The campaign to pass Kari's Law began in December 2013, when the namesake of the bill, Kari Hunt was murdered by her estranged husband in a hotel room in Marshall, Texas. Hunt's 9-year-old daughter tried to call 911 for help four times from the motel room phone, but the call never went through because she did not know that the motel's phone system required dialing "9" for an outbound line before dialing 911. Kari's father, Hank Hunt made a promise to his granddaughter that this would never happen to another child. He worked tirelessly over the next four years to get laws passed at both the state and federal levels.Kari's Law
In August 2019, the Commission adopted rules implementing two federal laws that strengthen emergency calling: Kari's Law and Section 506 of RAY BAUM'S Act
Kari's Law requires the configuration allowing users to directly initiate a call to 9-1-1 without dialing any additional digit, code, prefix, or postfix. Separate versions of the bill were initially passed in 2017 in the House and Senate. Committees then worked to combine the two versions into a single bill H.R. 582.
Congress responded by enacting Kari's Law in 2018. Kari's Law requires direct 911 dialing and notification capabilities in multi-line telephone systems (MLTS), which are typically found in enterprises such as office buildings, campuses, and hotels. The statute provides that these requirements take effect on February 16, 2020, two years after the enactment date of Kari's Law. In addition, Kari's Law and the federal rules are forward-looking and apply only with respect to MLTS that are manufactured, imported, offered for first sale or lease, first sold or leased, or installed after February 16, 2020.
Under the statute and the Commission's rules, MLTS manufacturers and vendors must pre-configure these systems to support direct dialing of 911—that is, to enable the user to dial 911 without having to dial any prefix or access code, such as the number 9. In addition, MLTS installers, managers, and operators must ensure that the systems support 911 direct dialing.
The Commission's rules also implement the notification requirement of Kari's Law, which is intended to facilitate building entry by first responders. When a 911 call is placed on a MLTS system, the system must be configured to notify a central location on-site or off-site where someone is likely to see or hear the notification. Examples of notification include conspicuous on-screen messages with audible alarms for security desk computers using a client application, text messages for smartphones, and email for administrators.

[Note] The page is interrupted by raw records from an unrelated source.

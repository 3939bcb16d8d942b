//! Error types for preprocessing operations.

use thiserror::Error;

/// Convenience alias used throughout the crate.
pub type Result<T> = std::result::Result<T, PreprocessingError>;

/// Error type for preprocessing operations.
#[derive(Debug, Error)]
pub enum PreprocessingError {
    /// Two parallel argument lists disagree in length.
    #[error("Length mismatch: {what} has {got} entries, expected {expected}")]
    LengthMismatch {
        what: String,
        expected: usize,
        got: usize,
    },
    /// A named column does not exist in the frame.
    #[error("Column not found: {0}")]
    ColumnNotFound(String),
    /// A column name is already taken.
    #[error("Duplicate column: {0}")]
    DuplicateColumn(String),
    /// Category value not known to a fitted encoder.
    #[error("Unknown category '{value}' in column {column}")]
    UnknownCategory { column: String, value: String },
    /// Train and test frames do not share the same columns.
    #[error("Column mismatch: expected {expected:?}, got {got:?}")]
    ColumnMismatch {
        expected: Vec<String>,
        got: Vec<String>,
    },
    /// A column holds the wrong logical type for the operation.
    #[error("Type mismatch in column {column}: expected {expected}")]
    TypeMismatch { column: String, expected: String },
    /// Shape mismatch between expected and actual dimensions.
    #[error("Invalid shape: expected {expected}, got {got}")]
    ShapeMismatch { expected: String, got: String },
    /// Invalid hyperparameter value.
    #[error("Invalid parameter: {0}")]
    InvalidParameter(String),
    /// Empty data provided where non-empty was required.
    #[error("Empty data: {0}")]
    EmptyData(String),
    /// Numerical computation error (singular system, overflow, ...).
    #[error("Numerical error: {0}")]
    NumericalError(String),
    /// A named value is absent from the working set.
    #[error("Missing input: {0}")]
    MissingInput(String),
    /// Malformed delimited input.
    #[error("CSV error: {0}")]
    Csv(#[from] csv::Error),
    /// I/O error during file operations.
    #[error("I/O error: {0}")]
    Io(#[from] std::io::Error),
    /// Malformed configuration document.
    #[error("Config error: {0}")]
    Config(#[from] serde_json::Error),
}

#[cfg(test)]
mod tests {
    use super::*;

    #[test]
    fn test_error_display_length_mismatch() {
        let err = PreprocessingError::LengthMismatch {
            what: "strategies".to_string(),
            expected: 3,
            got: 2,
        };
        let msg = err.to_string();
        assert!(msg.contains("Length mismatch"));
        assert!(msg.contains("strategies"));
    }

    #[test]
    fn test_error_display_unknown_category() {
        let err = PreprocessingError::UnknownCategory {
            column: "color".to_string(),
            value: "green".to_string(),
        };
        assert!(err.to_string().contains("'green'"));
    }

    #[test]
    fn test_error_display_column_mismatch() {
        let err = PreprocessingError::ColumnMismatch {
            expected: vec!["a".to_string()],
            got: vec!["b".to_string()],
        };
        assert!(err.to_string().contains("Column mismatch"));
    }

    #[test]
    fn test_error_display_invalid_parameter() {
        let err = PreprocessingError::InvalidParameter("bad param".to_string());
        assert!(err.to_string().contains("Invalid parameter"));
    }

    #[test]
    fn test_error_from_io_error() {
        let io_err = std::io::Error::new(std::io::ErrorKind::NotFound, "test");
        let err: PreprocessingError = io_err.into();
        assert!(matches!(err, PreprocessingError::Io(_)));
    }

    #[test]
    fn test_error_from_json_error() {
        let json_err = serde_json::from_str::<u32>("not json").unwrap_err();
        let err: PreprocessingError = json_err.into();
        assert!(matches!(err, PreprocessingError::Config(_)));
    }

    #[test]
    fn test_error_is_std_error() {
        let err = PreprocessingError::EmptyData("test".to_string());
        let _: &dyn std::error::Error = &err;
    }
}
//! Wire message types.
//!
//! The protocol is a closed set of message kinds carried as JSON objects with
//! a `"type"` tag, modeled as one exhaustive enum so dispatch is a `match`
//! instead of string comparisons scattered through the code.
//!
//! Two *parameter markers* travel inside `call` parameters and `methodResult`
//! values rather than as top-level messages:
//!
//! - [`CallbackRef`] stands in for a function argument,
//! - [`ProxyRef`] describes a server object whose methods were exposed back
//!   to the client.
//!
//! Both are detected structurally by their literal `"type"` field.

use serde::{Deserialize, Serialize};
use serde_json::Value;

/// One message on the wire, tagged by its `type` field.
#[derive(Debug, Clone, PartialEq, Serialize, Deserialize)]
#[serde(tag = "type", rename_all = "camelCase", rename_all_fields = "camelCase")]
pub enum Message {
    /// Reverse channel established; the client may now send calls.
    Ready {
        client_id: String,
        session_id: String,
    },
    /// Liveness ping (server to client, no client id) or pong (client to
    /// server POST, carrying its client id).
    Heartbeat {
        #[serde(skip_serializing_if = "Option::is_none")]
        client_id: Option<String>,
    },
    /// Invoke method `name`, correlating the response with `call_id`.
    Call {
        client_id: String,
        name: String,
        call_id: u64,
        parameters: Vec<Value>,
    },
    /// Successful call result.
    MethodResult { call_id: u64, value: Value },
    /// Failed call; `value` is the stringified error.
    MethodError { call_id: u64, value: String },
    /// Server invoking a previously registered client callback.
    Callback { callback: u64, parameters: Vec<Value> },
    /// Client is voluntarily closing (POST, with client id), or the
    /// client-local synthetic signal that the channel died (no client id).
    Exit {
        #[serde(skip_serializing_if = "Option::is_none")]
        client_id: Option<String>,
    },
}

/// Placeholder for a function-typed call argument.
///
/// The function itself never crosses the wire; the receiving side rebuilds a
/// dispatch handle from `safe_callback`.
#[derive(Debug, Clone, PartialEq, Serialize, Deserialize)]
#[serde(rename_all = "camelCase")]
pub struct CallbackRef {
    #[serde(rename = "type")]
    kind: String,
    #[serde(skip_serializing_if = "Option::is_none")]
    pub client_id: Option<String>,
    pub safe_callback: u64,
}

impl CallbackRef {
    pub fn new(client_id: Option<String>, safe_callback: u64) -> Self {
        Self {
            kind: "callback".to_string(),
            client_id,
            safe_callback,
        }
    }

    /// Structural check: is this value a callback placeholder?
    pub fn matches(value: &Value) -> bool {
        value.get("type").and_then(Value::as_str) == Some("callback")
            && value.get("safeCallback").map_or(false, Value::is_u64)
    }

    /// Decode a placeholder out of a parameter value.
    pub fn from_value(value: &Value) -> Option<Self> {
        if !Self::matches(value) {
            return None;
        }
        serde_json::from_value(value.clone()).ok()
    }

    pub fn to_value(&self) -> Value {
        serde_json::to_value(self).unwrap_or(Value::Null)
    }
}

/// Descriptor for a server-side object exposed back to the client.
///
/// Every name in `methods` is callable remotely as `"<instance>.<method>"`.
#[derive(Debug, Clone, PartialEq, Serialize, Deserialize)]
#[serde(rename_all = "camelCase")]
pub struct ProxyRef {
    #[serde(rename = "type")]
    kind: String,
    pub instance: u64,
    pub methods: Vec<String>,
}

impl ProxyRef {
    pub fn new(instance: u64, methods: Vec<String>) -> Self {
        Self {
            kind: "proxy".to_string(),
            instance,
            methods,
        }
    }

    /// Structural check: is this value a proxy descriptor?
    pub fn matches(value: &Value) -> bool {
        value.get("type").and_then(Value::as_str) == Some("proxy")
            && value.get("instance").map_or(false, Value::is_u64)
            && value.get("methods").map_or(false, Value::is_array)
    }

    pub fn from_value(value: &Value) -> Option<Self> {
        if !Self::matches(value) {
            return None;
        }
        serde_json::from_value(value.clone()).ok()
    }

    pub fn to_value(&self) -> Value {
        serde_json::to_value(self).unwrap_or(Value::Null)
    }
}

#[cfg(test)]
mod tests {
    use super::*;
    use serde_json::json;

    #[test]
    fn test_ready_wire_shape() {
        let msg = Message::Ready {
            client_id: "abc".to_string(),
            session_id: "s1".to_string(),
        };
        let value = serde_json::to_value(&msg).unwrap();
        assert_eq!(
            value,
            json!({"type": "ready", "clientId": "abc", "sessionId": "s1"})
        );
    }

    #[test]
    fn test_heartbeat_ping_omits_client_id() {
        let msg = Message::Heartbeat { client_id: None };
        let text = serde_json::to_string(&msg).unwrap();
        assert_eq!(text, r#"{"type":"heartbeat"}"#);

        let parsed: Message = serde_json::from_str(&text).unwrap();
        assert_eq!(parsed, msg);
    }

    #[test]
    fn test_heartbeat_pong_carries_client_id() {
        let parsed: Message =
            serde_json::from_str(r#"{"type":"heartbeat","clientId":"abc"}"#).unwrap();
        assert_eq!(
            parsed,
            Message::Heartbeat {
                client_id: Some("abc".to_string())
            }
        );
    }

    #[test]
    fn test_call_wire_shape() {
        let msg = Message::Call {
            client_id: "abc".to_string(),
            name: "sum".to_string(),
            call_id: 7,
            parameters: vec![json!(1), json!(2)],
        };
        let value = serde_json::to_value(&msg).unwrap();
        assert_eq!(
            value,
            json!({
                "type": "call",
                "clientId": "abc",
                "name": "sum",
                "callId": 7,
                "parameters": [1, 2]
            })
        );
    }

    #[test]
    fn test_method_result_and_error_tags() {
        let ok = Message::MethodResult {
            call_id: 1,
            value: json!(3),
        };
        let err = Message::MethodError {
            call_id: 2,
            value: "boom".to_string(),
        };
        assert_eq!(
            serde_json::to_value(&ok).unwrap()["type"],
            json!("methodResult")
        );
        assert_eq!(
            serde_json::to_value(&err).unwrap()["type"],
            json!("methodError")
        );
    }

    #[test]
    fn test_exit_roundtrip() {
        let msg = Message::Exit {
            client_id: Some("abc".to_string()),
        };
        let text = serde_json::to_string(&msg).unwrap();
        let parsed: Message = serde_json::from_str(&text).unwrap();
        assert_eq!(parsed, msg);

        // Synthetic local exit has no client id.
        let local: Message = serde_json::from_str(r#"{"type":"exit"}"#).unwrap();
        assert_eq!(local, Message::Exit { client_id: None });
    }

    #[test]
    fn test_unknown_type_is_an_error() {
        let result: std::result::Result<Message, _> =
            serde_json::from_str(r#"{"type":"bogus"}"#);
        assert!(result.is_err());
    }

    #[test]
    fn test_callback_ref_detection() {
        let marker = CallbackRef::new(Some("abc".to_string()), 12).to_value();
        assert_eq!(
            marker,
            json!({"type": "callback", "clientId": "abc", "safeCallback": 12})
        );
        assert!(CallbackRef::matches(&marker));

        let decoded = CallbackRef::from_value(&marker).unwrap();
        assert_eq!(decoded.safe_callback, 12);
        assert_eq!(decoded.client_id.as_deref(), Some("abc"));

        // Plain objects must not match.
        assert!(!CallbackRef::matches(&json!({"type": "other"})));
        assert!(!CallbackRef::matches(&json!({"safeCallback": 12})));
        assert!(!CallbackRef::matches(&json!(42)));
    }

    #[test]
    fn test_proxy_ref_detection() {
        let marker = ProxyRef::new(3, vec!["get".to_string(), "set".to_string()]).to_value();
        assert_eq!(
            marker,
            json!({"type": "proxy", "instance": 3, "methods": ["get", "set"]})
        );
        assert!(ProxyRef::matches(&marker));

        let decoded = ProxyRef::from_value(&marker).unwrap();
        assert_eq!(decoded.instance, 3);
        assert_eq!(decoded.methods, vec!["get", "set"]);

        assert!(!ProxyRef::matches(&json!({"type": "proxy"})));
        assert!(!ProxyRef::matches(&json!("proxy")));
    }
}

Notification shall include, at a minimum, the following information:
Compliance date (MLTS direct dialing and notification) and Exemption for Legacy MLTS
- The fact that a 911 call has been made;
- A valid callback number; and
- The information about the caller's location that the MLTS conveys to the public safety answering point (PSAP) with the call to 911; provided, however, that the notification does not have to include a callback number or location information if it is technically infeasible to provide this information. (47 CFR § 9.3.

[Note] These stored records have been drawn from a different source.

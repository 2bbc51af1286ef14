//! Frame codec for the push channel.
//!
//! Each frame is a 4-byte little-endian `u32` length followed by exactly that
//! many bytes of UTF-8 JSON. Frames are packed back-to-back with no padding.
//! The byte order is a fixed contract between the two endpoints, never
//! negotiated.
//!
//! [`FrameDecoder`] turns an arbitrarily chunked byte stream back into whole
//! messages: the transport may split the length header, split a body across
//! any number of chunks, or deliver several frames at once.

use bytes::BytesMut;

use crate::config::DEFAULT_MAX_FRAME_SIZE;
use crate::error::{Result, RpcError};

use super::Message;

/// Size of the length prefix in bytes.
pub const LENGTH_PREFIX_SIZE: usize = 4;

/// Encode one message as a length-prefixed frame.
pub fn encode_frame(message: &Message) -> Result<Vec<u8>> {
    let body = serde_json::to_vec(message)?;
    let length = frame_length(body.len())?;
    let mut buf = Vec::with_capacity(LENGTH_PREFIX_SIZE + body.len());
    buf.extend_from_slice(&length.to_le_bytes());
    buf.extend_from_slice(&body);
    Ok(buf)
}

/// Validate that a body length fits the wire's `u32` prefix.
fn frame_length(len: usize) -> Result<u32> {
    u32::try_from(len).map_err(|_| {
        RpcError::Protocol(format!("frame body of {} bytes exceeds the u32 length prefix", len))
    })
}

/// State machine for frame parsing.
#[derive(Debug, Clone)]
enum State {
    /// Waiting for the 4-byte length prefix.
    WaitingForLength,
    /// Length known, waiting for the body bytes.
    WaitingForBody { length: usize },
}

/// Buffer that accumulates chunks and extracts complete messages.
///
/// A completed frame whose body is not valid JSON (or not a known message
/// kind) is logged and dropped; the cursor still advances to the next frame.
/// Only an oversize length header is fatal to the channel.
pub struct FrameDecoder {
    /// Accumulated bytes from channel reads.
    buffer: BytesMut,
    /// Current parsing state.
    state: State,
    /// Maximum allowed frame body size.
    max_frame_size: u32,
}

impl FrameDecoder {
    /// Create a decoder with the default frame size limit.
    pub fn new() -> Self {
        Self::with_max_frame_size(DEFAULT_MAX_FRAME_SIZE)
    }

    /// Create a decoder with a custom frame size limit.
    pub fn with_max_frame_size(max_frame_size: u32) -> Self {
        Self {
            buffer: BytesMut::with_capacity(16 * 1024),
            state: State::WaitingForLength,
            max_frame_size,
        }
    }

    /// Push a chunk into the decoder and extract all complete messages.
    ///
    /// Returns the messages completed by this chunk, in stream order. Partial
    /// data is buffered for the next push.
    pub fn push(&mut self, chunk: &[u8]) -> Result<Vec<Message>> {
        self.buffer.extend_from_slice(chunk);

        let mut messages = Vec::new();
        while let Some(body) = self.try_extract_one()? {
            match serde_json::from_slice::<Message>(&body) {
                Ok(message) => messages.push(message),
                Err(e) => {
                    // Drop the single bad frame, keep the channel alive.
                    tracing::warn!("dropping malformed frame: {}", e);
                }
            }
        }

        Ok(messages)
    }

    /// Try to extract a single frame body from the buffer.
    fn try_extract_one(&mut self) -> Result<Option<BytesMut>> {
        match self.state {
            State::WaitingForLength => {
                if self.buffer.len() < LENGTH_PREFIX_SIZE {
                    return Ok(None);
                }

                let mut prefix = [0u8; LENGTH_PREFIX_SIZE];
                prefix.copy_from_slice(&self.buffer[..LENGTH_PREFIX_SIZE]);
                let length = u32::from_le_bytes(prefix);

                if length > self.max_frame_size {
                    return Err(RpcError::Protocol(format!(
                        "frame size {} exceeds maximum {}",
                        length, self.max_frame_size
                    )));
                }

                let _ = self.buffer.split_to(LENGTH_PREFIX_SIZE);
                self.state = State::WaitingForBody {
                    length: length as usize,
                };
                self.try_extract_one()
            }

            State::WaitingForBody { length } => {
                if self.buffer.len() < length {
                    return Ok(None);
                }

                let body = self.buffer.split_to(length);
                self.state = State::WaitingForLength;
                Ok(Some(body))
            }
        }
    }

    /// Number of buffered bytes not yet consumed by a complete frame.
    pub fn buffered(&self) -> usize {
        self.buffer.len()
    }

    /// Clear the buffer and reset the state machine.
    pub fn clear(&mut self) {
        self.buffer.clear();
        self.state = State::WaitingForLength;
    }
}

impl Default for FrameDecoder {
    fn default() -> Self {
        Self::new()
    }
}

#[cfg(test)]
mod tests {
    use super::*;
    use serde_json::json;

    fn sample(call_id: u64) -> Message {
        Message::MethodResult {
            call_id,
            value: json!({"n": call_id}),
        }
    }

    #[test]
    fn test_length_prefix_is_little_endian() {
        let bytes = encode_frame(&Message::Heartbeat { client_id: None }).unwrap();
        let body_len = bytes.len() - LENGTH_PREFIX_SIZE;
        assert_eq!(
            u32::from_le_bytes([bytes[0], bytes[1], bytes[2], bytes[3]]),
            body_len as u32
        );
        assert_eq!(&bytes[LENGTH_PREFIX_SIZE..], br#"{"type":"heartbeat"}"#);
    }

    #[test]
    fn test_single_complete_frame() {
        let mut decoder = FrameDecoder::new();
        let bytes = encode_frame(&sample(1)).unwrap();

        let messages = decoder.push(&bytes).unwrap();
        assert_eq!(messages, vec![sample(1)]);
        assert_eq!(decoder.buffered(), 0);
    }

    #[test]
    fn test_multiple_frames_in_one_chunk() {
        let mut decoder = FrameDecoder::new();
        let mut combined = Vec::new();
        for i in 1..=3 {
            combined.extend(encode_frame(&sample(i)).unwrap());
        }

        let messages = decoder.push(&combined).unwrap();
        assert_eq!(messages, vec![sample(1), sample(2), sample(3)]);
    }

    #[test]
    fn test_length_prefix_split_across_chunks() {
        let mut decoder = FrameDecoder::new();
        let bytes = encode_frame(&sample(9)).unwrap();

        assert!(decoder.push(&bytes[..2]).unwrap().is_empty());
        let messages = decoder.push(&bytes[2..]).unwrap();
        assert_eq!(messages, vec![sample(9)]);
    }

    #[test]
    fn test_body_split_across_chunks() {
        let mut decoder = FrameDecoder::new();
        let bytes = encode_frame(&sample(5)).unwrap();
        let mid = LENGTH_PREFIX_SIZE + 7;

        assert!(decoder.push(&bytes[..mid]).unwrap().is_empty());
        assert!(decoder.push(&bytes[mid..mid + 3]).unwrap().is_empty());
        let messages = decoder.push(&bytes[mid + 3..]).unwrap();
        assert_eq!(messages, vec![sample(5)]);
    }

    #[test]
    fn test_tail_of_one_frame_plus_head_of_next() {
        let mut decoder = FrameDecoder::new();
        let first = encode_frame(&sample(1)).unwrap();
        let second = encode_frame(&sample(2)).unwrap();

        let chunk_a = first[..first.len() - 3].to_vec();
        let mut chunk_b = first[first.len() - 3..].to_vec();
        chunk_b.extend_from_slice(&second[..5]);
        let chunk_c = second[5..].to_vec();

        assert!(decoder.push(&chunk_a).unwrap().is_empty());
        assert_eq!(decoder.push(&chunk_b).unwrap(), vec![sample(1)]);
        assert_eq!(decoder.push(&chunk_c).unwrap(), vec![sample(2)]);
    }

    #[test]
    fn test_byte_at_a_time_delivery() {
        let mut decoder = FrameDecoder::new();
        let mut bytes = Vec::new();
        for i in 1..=4 {
            bytes.extend(encode_frame(&sample(i)).unwrap());
        }

        let mut all = Vec::new();
        for byte in &bytes {
            all.extend(decoder.push(std::slice::from_ref(byte)).unwrap());
        }

        assert_eq!(all, vec![sample(1), sample(2), sample(3), sample(4)]);
        assert_eq!(decoder.buffered(), 0);
    }

    #[test]
    fn test_malformed_json_frame_is_dropped_and_cursor_advances() {
        let mut decoder = FrameDecoder::new();

        let bad_body = b"{not json";
        let mut bytes = (bad_body.len() as u32).to_le_bytes().to_vec();
        bytes.extend_from_slice(bad_body);
        bytes.extend(encode_frame(&sample(8)).unwrap());

        let messages = decoder.push(&bytes).unwrap();
        assert_eq!(messages, vec![sample(8)]);
    }

    #[test]
    fn test_valid_json_of_unknown_kind_is_dropped() {
        let mut decoder = FrameDecoder::new();

        let body = br#"{"type":"bogus"}"#;
        let mut bytes = (body.len() as u32).to_le_bytes().to_vec();
        bytes.extend_from_slice(body);
        bytes.extend(encode_frame(&sample(3)).unwrap());

        let messages = decoder.push(&bytes).unwrap();
        assert_eq!(messages, vec![sample(3)]);
    }

    #[cfg(target_pointer_width = "64")]
    #[test]
    fn test_body_too_long_for_length_prefix_is_rejected() {
        assert!(frame_length(u32::MAX as usize).is_ok());
        let result = frame_length(u32::MAX as usize + 1);
        assert!(matches!(result, Err(RpcError::Protocol(_))));
    }

    #[test]
    fn test_oversize_frame_is_fatal() {
        let mut decoder = FrameDecoder::with_max_frame_size(64);
        let bytes = 1000u32.to_le_bytes();

        let result = decoder.push(&bytes);
        assert!(matches!(result, Err(RpcError::Protocol(_))));
    }

    #[test]
    fn test_clear_resets_state() {
        let mut decoder = FrameDecoder::new();
        let bytes = encode_frame(&sample(1)).unwrap();

        decoder.push(&bytes[..bytes.len() - 1]).unwrap();
        assert!(decoder.buffered() > 0);

        decoder.clear();
        assert_eq!(decoder.buffered(), 0);

        // A fresh frame decodes cleanly after the reset.
        assert_eq!(decoder.push(&bytes).unwrap(), vec![sample(1)]);
    }
}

Kari's Law and the Commission's rules are forward-looking and do not apply with respect to any MLTS that is manufactured, imported, offered for first sale or lease, first sold or leased, or installed on or before February 16, 2020. (See 47 CFR § 9.17(b).)

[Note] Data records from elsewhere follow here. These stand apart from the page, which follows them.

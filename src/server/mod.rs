//! Server side: session state, method registry, proxy marshaling and the
//! HTTP endpoint glue.

pub(crate) mod connection;
mod http;
mod proxy;
mod registry;
mod session;

pub use connection::PushHandle;
pub use http::{router, serve, CONTENT_TYPE_RPC, SESSION_HEADER};
pub use proxy::{ProxyObject, RemoteCallback};
pub use registry::{
    BoxFuture, FnHandler, HandlerResult, MethodHandler, MethodRegistry, Parameter, ReturnValue,
};
pub use session::{RpcSession, SessionBuilder};
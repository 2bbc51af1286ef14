//! Protocol module - wire messages and the push-channel frame codec.
//!
//! This module implements the binary layer shared by both endpoints:
//! - the closed [`Message`] set carried as tagged JSON
//! - length-prefixed frame encoding and chunk-tolerant decoding

mod frame;
mod message;

pub use frame::{encode_frame, FrameDecoder, LENGTH_PREFIX_SIZE};
pub use message::{CallbackRef, Message, ProxyRef};
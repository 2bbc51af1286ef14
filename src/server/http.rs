//! HTTP endpoint glue.
//!
//! The session itself only deals in byte sinks and message bodies; this
//! module mounts it on an axum router. `GET` opens the reverse channel and
//! streams it as the response body, `POST` delivers one client-to-server
//! message.

use axum::body::{Body, Bytes};
use axum::extract::State;
use axum::http::{header, HeaderName, StatusCode};
use axum::response::{IntoResponse, Response};
use axum::routing::get;
use axum::Router;
use tokio::net::TcpListener;
use tokio_util::io::ReaderStream;

use crate::error::RpcError;

use super::session::RpcSession;

/// Content type of the streamed reverse channel.
pub const CONTENT_TYPE_RPC: &str = "application/x-shellfish-rpc";

/// Session-affinity header. Routing infrastructure in front of the endpoint
/// may use it to pin a client to one process; the session itself ignores it.
pub const SESSION_HEADER: &str = "x-shellfish-rpc-session";

/// Router exposing the RPC endpoint at `/`.
pub fn router(session: RpcSession) -> Router {
    Router::new()
        .route("/", get(open_channel).post(post_message))
        .with_state(session)
}

/// Serve `session` on `listener` until the server is shut down.
pub async fn serve(session: RpcSession, listener: TcpListener) -> std::io::Result<()> {
    axum::serve(listener, router(session)).await
}

async fn open_channel(State(session): State<RpcSession>) -> Response {
    let (sink, source) = tokio::io::duplex(64 * 1024);

    let client_id = match session.handle_channel(sink).await {
        Ok(client_id) => client_id,
        Err(e) => {
            tracing::error!("failed to open reverse channel: {}", e);
            return (StatusCode::INTERNAL_SERVER_ERROR, e.to_string()).into_response();
        }
    };
    tracing::debug!(client_id = %client_id, "reverse channel streaming");

    // Content length stays unknown; the body streams until the connection
    // is torn down and the writer's sink half is dropped.
    let headers = [
        (header::CONTENT_TYPE, CONTENT_TYPE_RPC),
        (header::CONNECTION, "Keep-Alive"),
        (HeaderName::from_static("keep-alive"), "timeout=60"),
    ];
    (headers, Body::from_stream(ReaderStream::new(source))).into_response()
}

async fn post_message(State(session): State<RpcSession>, body: Bytes) -> Response {
    match session.handle_post(&body).await {
        Ok(()) => (StatusCode::OK, "OK").into_response(),
        Err(RpcError::NotConnected) => {
            (StatusCode::INTERNAL_SERVER_ERROR, "Not Connected").into_response()
        }
        Err(e) => {
            tracing::warn!("post dispatch failed: {}", e);
            (StatusCode::INTERNAL_SERVER_ERROR, e.to_string()).into_response()
        }
    }
}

All other MLTS (i.e., systems manufactured, imported, offered for first sale or lease, first sold or leased, or installed after February 16, 2020) must meet the following compliance date: Feb. 17, 2020
MLTS manufacturers, importers, sellers, and lessors:
- May not manufacture or import for use in the United States, or sell or lease or offer to sell or lease in the United States, an MLTS, unless the system is pre-configured so that when it is properly installed in accordance with the MLTS rules, a user may directly initiate a call to 911 from any station equipped with dialing facilities, without dialing any additional digit, code, prefix, or post-fix, including any trunk-access code such as the digit 9, regardless of whether the user is required to dial such a digit, code, prefix, or post-fix for the other calls. (47 CFR § 9.16(a)(1).)
MLTS installers, managers, and operators:
- May not install, manage, or operate for use in the United States an MLTS, unless the system is configured so that a user may directly initiate a call to 911 from any station equipped with dialing facilities, without dialing any additional digit, code, prefix, or post-fix, including any trunk-access code such as the digit 9, regardless of whether the user is required to dial such a digit, code, prefix, or post-fix for other calls. (47 CFR § 9.16(b)(1).)
- Shall, in installing, managing, or operating an MLTS for use in the United States, configure the system to provide MLTS notification to a central location at the facility where the system is installed or to another person or organization regardless of location, if the system is able to be configured to provide the notification without an improvement to the hardware or software of the system. (47 CFR § 9.16(b)(2).) MLTS notification must meet the following requirements:
- It must be initiated contemporaneously with the 911 call, provided that it is technically feasible to do so; and
- It must not delay the call to 911; and
- It must be sent to a location where someone is likely to see or hear it. (47 CFR § 9.16(b)(2).)